### Instructions for the task
Among the lines below, how many have the word "name"? The reply is that number alone.

===

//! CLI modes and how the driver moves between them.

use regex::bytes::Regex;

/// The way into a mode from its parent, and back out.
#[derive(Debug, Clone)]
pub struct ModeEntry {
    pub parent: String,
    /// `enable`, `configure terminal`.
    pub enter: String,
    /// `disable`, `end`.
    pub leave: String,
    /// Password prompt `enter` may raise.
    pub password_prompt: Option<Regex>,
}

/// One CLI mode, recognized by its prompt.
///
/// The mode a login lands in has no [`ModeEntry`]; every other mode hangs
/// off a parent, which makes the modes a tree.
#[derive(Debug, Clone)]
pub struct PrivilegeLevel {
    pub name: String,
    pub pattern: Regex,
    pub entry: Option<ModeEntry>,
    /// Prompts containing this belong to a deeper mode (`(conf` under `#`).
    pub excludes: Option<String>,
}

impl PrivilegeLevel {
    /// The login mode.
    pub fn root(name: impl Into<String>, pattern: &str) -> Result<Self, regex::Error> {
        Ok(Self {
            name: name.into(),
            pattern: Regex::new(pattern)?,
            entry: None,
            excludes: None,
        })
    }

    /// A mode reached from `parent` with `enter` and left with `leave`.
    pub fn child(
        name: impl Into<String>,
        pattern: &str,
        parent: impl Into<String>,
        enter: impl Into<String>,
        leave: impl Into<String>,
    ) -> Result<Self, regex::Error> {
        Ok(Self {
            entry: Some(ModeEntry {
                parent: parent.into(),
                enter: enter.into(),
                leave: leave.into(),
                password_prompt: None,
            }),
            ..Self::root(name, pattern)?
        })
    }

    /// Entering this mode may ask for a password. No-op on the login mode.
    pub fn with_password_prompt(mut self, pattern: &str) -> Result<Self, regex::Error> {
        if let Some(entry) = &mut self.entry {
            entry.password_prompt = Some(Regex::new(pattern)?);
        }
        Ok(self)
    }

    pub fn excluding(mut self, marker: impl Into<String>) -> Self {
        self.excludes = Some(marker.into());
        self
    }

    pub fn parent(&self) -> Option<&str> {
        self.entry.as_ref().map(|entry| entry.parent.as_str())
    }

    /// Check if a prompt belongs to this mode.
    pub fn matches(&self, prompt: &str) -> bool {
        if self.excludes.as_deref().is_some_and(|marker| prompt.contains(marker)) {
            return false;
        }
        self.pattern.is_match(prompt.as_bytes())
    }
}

===

### Result below
5